On 26/01/2014 17:15, Blake Adams wrote:
On Sunday, January 26, 2014 12:08:01 PM UTC-5, Chris Angelico wrote:
On Mon, Jan 27, 2014 at 3:59 AM, Blake Adams <blakesad...@gmail.com> wrote:
If I want to set up a match replicating the '\w' pattern I would assume that
would be done with '[A-z0-9_]'. However, when I run the following:
re.findall('[A-z0-9_]','^;z %C\@0~_') it matches ['^', 'z', 'C', '\\', '0',
'_']. I would expect the match to be ['z', 'C', '0', '_'].
Why does this happen?
Because \w is not the same as [A-z0-9_]. Quoting from the docs:
"""
\w For Unicode (str) patterns:Matches Unicode word characters; this
includes most characters that can be part of a word in any language,
as well as numbers and the underscore. If the ASCII flag is used, only
[a-zA-Z0-9_] is matched (but the flag affects the entire regular
expression, so in such cases using an explicit [a-zA-Z0-9_] may be a
better choice).For 8-bit (bytes) patterns:Matches characters
considered alphanumeric in the ASCII character set; this is equivalent
to [a-zA-Z0-9_].
"""
If you're working with a byte string, then you're close, but A-z is
quite different from A-Za-z.
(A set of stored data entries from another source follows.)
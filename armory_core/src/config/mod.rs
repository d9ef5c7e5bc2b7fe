//! Configuration loading from TOML files and the environment

mod catalog;
mod runtime;

pub use catalog::{default_catalog, load_catalog, parse_catalog, CatalogFile};
pub use runtime::ArmoryConfig;

use std::fs;
use std::path::Path;
use thiserror::Error;

/// Configuration loading error
#[derive(Error, Debug)]
pub enum ConfigError {
    #[error("Failed to read config file: {0}")]
    IoError(#[from] std::io::Error),
    #[error("Failed to parse TOML: {0}")]
    ParseError(#[from] toml::de::Error),
    #[error("Configuration validation error: {0}")]
    ValidationError(String),
}

/// Load a TOML file and deserialize it
pub fn load_toml<T: serde::de::DeserializeOwned>(path: &Path) -> Result<T, ConfigError> {
    let content = fs::read_to_string(path)?;
    let config: T = toml::from_str(&content)?;
    Ok(config)
}

/// Load a TOML string and deserialize it
pub fn parse_toml<T: serde::de::DeserializeOwned>(content: &str) -> Result<T, ConfigError> {
    let config: T = toml::from_str(content)?;
    Ok(config)
}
The set [A-z] is equivalent to
[ABCDEFGHIJKLMNOPQRSTUVWXYZ[\\]^_`abcdefghijklmnopqrstuvwxyz] (that's
a literal backslash in there, btw), so it'll also catch several
non-alphabetic characters. With a Unicode string, it's quite
distinctly different. Either way, \w means "word characters", though,
so just go ahead and use it whenever you want word characters :)
ChrisA
Thanks Chris
I'm pleased to see that your question has been answered.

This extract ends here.